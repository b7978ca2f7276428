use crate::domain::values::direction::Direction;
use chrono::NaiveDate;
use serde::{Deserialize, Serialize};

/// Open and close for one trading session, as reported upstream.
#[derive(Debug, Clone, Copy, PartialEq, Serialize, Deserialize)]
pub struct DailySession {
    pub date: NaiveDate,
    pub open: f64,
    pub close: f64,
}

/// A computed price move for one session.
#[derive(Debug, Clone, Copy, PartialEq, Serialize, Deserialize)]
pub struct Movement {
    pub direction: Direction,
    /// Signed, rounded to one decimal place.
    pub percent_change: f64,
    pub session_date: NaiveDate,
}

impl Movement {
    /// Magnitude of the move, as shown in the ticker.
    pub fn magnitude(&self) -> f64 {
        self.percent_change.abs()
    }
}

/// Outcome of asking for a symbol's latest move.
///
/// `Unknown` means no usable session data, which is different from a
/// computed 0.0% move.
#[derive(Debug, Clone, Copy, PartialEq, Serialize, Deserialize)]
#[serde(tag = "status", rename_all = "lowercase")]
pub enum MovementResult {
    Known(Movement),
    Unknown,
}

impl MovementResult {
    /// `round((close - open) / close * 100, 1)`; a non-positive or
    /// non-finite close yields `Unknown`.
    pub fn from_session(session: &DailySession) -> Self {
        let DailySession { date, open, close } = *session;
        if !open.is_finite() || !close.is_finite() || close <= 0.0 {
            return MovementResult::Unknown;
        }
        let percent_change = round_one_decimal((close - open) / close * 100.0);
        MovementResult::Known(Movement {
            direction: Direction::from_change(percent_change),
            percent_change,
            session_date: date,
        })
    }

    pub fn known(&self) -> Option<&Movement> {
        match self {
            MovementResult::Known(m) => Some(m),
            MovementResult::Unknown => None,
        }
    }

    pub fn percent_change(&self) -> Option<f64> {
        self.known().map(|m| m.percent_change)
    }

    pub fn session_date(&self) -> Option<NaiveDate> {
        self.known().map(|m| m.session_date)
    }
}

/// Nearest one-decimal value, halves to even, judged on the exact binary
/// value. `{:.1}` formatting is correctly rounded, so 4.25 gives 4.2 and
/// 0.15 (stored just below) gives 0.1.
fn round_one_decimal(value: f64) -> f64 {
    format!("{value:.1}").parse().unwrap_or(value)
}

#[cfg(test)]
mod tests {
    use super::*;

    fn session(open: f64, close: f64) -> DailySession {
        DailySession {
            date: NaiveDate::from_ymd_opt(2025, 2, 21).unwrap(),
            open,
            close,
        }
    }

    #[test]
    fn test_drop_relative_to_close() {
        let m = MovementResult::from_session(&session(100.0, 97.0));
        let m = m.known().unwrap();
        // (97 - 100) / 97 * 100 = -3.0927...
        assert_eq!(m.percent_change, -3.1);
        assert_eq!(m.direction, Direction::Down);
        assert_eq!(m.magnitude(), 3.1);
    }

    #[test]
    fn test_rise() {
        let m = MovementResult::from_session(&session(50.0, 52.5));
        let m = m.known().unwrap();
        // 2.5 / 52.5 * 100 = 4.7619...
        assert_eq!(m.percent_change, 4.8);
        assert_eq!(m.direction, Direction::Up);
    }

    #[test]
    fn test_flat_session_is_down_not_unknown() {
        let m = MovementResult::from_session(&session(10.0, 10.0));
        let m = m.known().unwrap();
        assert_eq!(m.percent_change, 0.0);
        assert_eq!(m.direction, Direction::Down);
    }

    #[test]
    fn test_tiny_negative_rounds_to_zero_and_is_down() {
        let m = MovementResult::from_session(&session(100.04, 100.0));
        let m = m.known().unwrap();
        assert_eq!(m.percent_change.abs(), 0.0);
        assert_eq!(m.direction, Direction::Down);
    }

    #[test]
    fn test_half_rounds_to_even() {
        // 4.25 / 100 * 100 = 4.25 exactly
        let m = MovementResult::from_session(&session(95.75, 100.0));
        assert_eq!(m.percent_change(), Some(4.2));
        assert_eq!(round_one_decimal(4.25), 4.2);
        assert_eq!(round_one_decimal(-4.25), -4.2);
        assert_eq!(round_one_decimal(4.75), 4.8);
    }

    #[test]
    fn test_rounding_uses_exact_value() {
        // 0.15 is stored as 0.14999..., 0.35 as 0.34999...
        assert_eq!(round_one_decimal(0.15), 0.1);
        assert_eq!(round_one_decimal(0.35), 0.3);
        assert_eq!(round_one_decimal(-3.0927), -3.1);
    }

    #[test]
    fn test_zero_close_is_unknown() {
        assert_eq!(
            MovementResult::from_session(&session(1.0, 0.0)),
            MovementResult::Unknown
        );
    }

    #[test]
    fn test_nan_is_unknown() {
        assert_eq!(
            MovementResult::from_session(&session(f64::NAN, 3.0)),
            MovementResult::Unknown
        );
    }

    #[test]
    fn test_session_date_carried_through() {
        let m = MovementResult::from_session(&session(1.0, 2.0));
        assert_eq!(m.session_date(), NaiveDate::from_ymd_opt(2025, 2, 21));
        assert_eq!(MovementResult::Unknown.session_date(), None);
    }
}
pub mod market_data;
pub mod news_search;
◆ ◆ ◆ ◆
## Work item:
Extract the complete listing verbatim.

## Your solution:
repository b7978ca2f7276428
use crate::domain::values::direction::Direction;
use chrono::NaiveDate;
use serde::{Deserialize, Serialize};

/// Open and close for one trading session, as reported upstream.
#[derive(Debug, Clone, Copy, PartialEq, Serialize, Deserialize)]
pub struct DailySession {
    pub date: NaiveDate,
    pub open: f64,
    pub close: f64,
}

/// A computed price move for one session.
#[derive(Debug, Clone, Copy, PartialEq, Serialize, Deserialize)]
pub struct Movement {
    pub direction: Direction,
    /// Signed, rounded to one decimal place.
    pub percent_change: f64,
    pub session_date: NaiveDate,
}

impl Movement {
    /// Magnitude of the move, as shown in the ticker.
    pub fn magnitude(&self) -> f64 {
        self.percent_change.abs()
    }
}

/// Outcome of asking for a symbol's latest move.
///
/// `Unknown` means no usable session data, which is different from a
/// computed 0.0% move.
#[derive(Debug, Clone, Copy, PartialEq, Serialize, Deserialize)]
#[serde(tag = "status", rename_all = "lowercase")]
pub enum MovementResult {
    Known(Movement),
    Unknown,
}

impl MovementResult {
    /// `round((close - open) / close * 100, 1)`; a non-positive or
    /// non-finite close yields `Unknown`.
    pub fn from_session(session: &DailySession) -> Self {
        let DailySession { date, open, close } = *session;
        if !open.is_finite() || !close.is_finite() || close <= 0.0 {
            return MovementResult::Unknown;
        }
        let percent_change = round_one_decimal((close - open) / close * 100.0);
        MovementResult::Known(Movement {
            direction: Direction::from_change(percent_change),
            percent_change,
            session_date: date,
        })
    }

    pub fn known(&self) -> Option<&Movement> {
        match self {
            MovementResult::Known(m) => Some(m),
            MovementResult::Unknown => None,
        }
    }

    pub fn percent_change(&self) -> Option<f64> {
        self.known().map(|m| m.percent_change)
    }

    pub fn session_date(&self) -> Option<NaiveDate> {
        self.known().map(|m| m.session_date)
    }
}

/// Nearest one-decimal value, halves to even, judged on the exact binary
/// value. `{:.1}` formatting is correctly rounded, so 4.25 gives 4.2 and
/// 0.15 (stored just below) gives 0.1.
fn round_one_decimal(value: f64) -> f64 {
    format!("{value:.1}").parse().unwrap_or(value)
}

#[cfg(test)]
mod tests {
    use super::*;

    fn session(open: f64, close: f64) -> DailySession {
        DailySession {
            date: NaiveDate::from_ymd_opt(2025, 2, 21).unwrap(),
            open,
            close,
        }
    }

    #[test]
    fn test_drop_relative_to_close() {
        let m = MovementResult::from_session(&session(100.0, 97.0));
        let m = m.known().unwrap();
        // (97 - 100) / 97 * 100 = -3.0927...
        assert_eq!(m.percent_change, -3.1);
        assert_eq!(m.direction, Direction::Down);
        assert_eq!(m.magnitude(), 3.1);
    }

    #[test]
    fn test_rise() {
        let m = MovementResult::from_session(&session(50.0, 52.5));
        let m = m.known().unwrap();
        // 2.5 / 52.5 * 100 = 4.7619...
        assert_eq!(m.percent_change, 4.8);
        assert_eq!(m.direction, Direction::Up);
    }

    #[test]
    fn test_flat_session_is_down_not_unknown() {
        let m = MovementResult::from_session(&session(10.0, 10.0));
        let m = m.known().unwrap();
        assert_eq!(m.percent_change, 0.0);
        assert_eq!(m.direction, Direction::Down);
    }

    #[test]
    fn test_tiny_negative_rounds_to_zero_and_is_down() {
        let m = MovementResult::from_session(&session(100.04, 100.0));
        let m = m.known().unwrap();
        assert_eq!(m.percent_change.abs(), 0.0);
        assert_eq!(m.direction, Direction::Down);
    }

    #[test]
    fn test_half_rounds_to_even() {
        // 4.25 / 100 * 100 = 4.25 exactly
        let m = MovementResult::from_session(&session(95.75, 100.0));
        assert_eq!(m.percent_change(), Some(4.2));
        assert_eq!(round_one_decimal(4.25), 4.2);
        assert_eq!(round_one_decimal(-4.25), -4.2);
        assert_eq!(round_one_decimal(4.75), 4.8);
    }

    #[test]
    fn test_rounding_uses_exact_value() {
        // 0.15 is stored as 0.14999..., 0.35 as 0.34999...
        assert_eq!(round_one_decimal(0.15), 0.1);
        assert_eq!(round_one_decimal(0.35), 0.3);
        assert_eq!(round_one_decimal(-3.0927), -3.1);
    }

    #[test]
    fn test_zero_close_is_unknown() {
        assert_eq!(
            MovementResult::from_session(&session(1.0, 0.0)),
            MovementResult::Unknown
        );
    }

    #[test]
    fn test_nan_is_unknown() {
        assert_eq!(
            MovementResult::from_session(&session(f64::NAN, 3.0)),
            MovementResult::Unknown
        );
    }

    #[test]
    fn test_session_date_carried_through() {
        let m = MovementResult::from_session(&session(1.0, 2.0));
        assert_eq!(m.session_date(), NaiveDate::from_ymd_opt(2025, 2, 21));
        assert_eq!(MovementResult::Unknown.session_date(), None);
    }
}
pub mod market_data;
pub mod news_search;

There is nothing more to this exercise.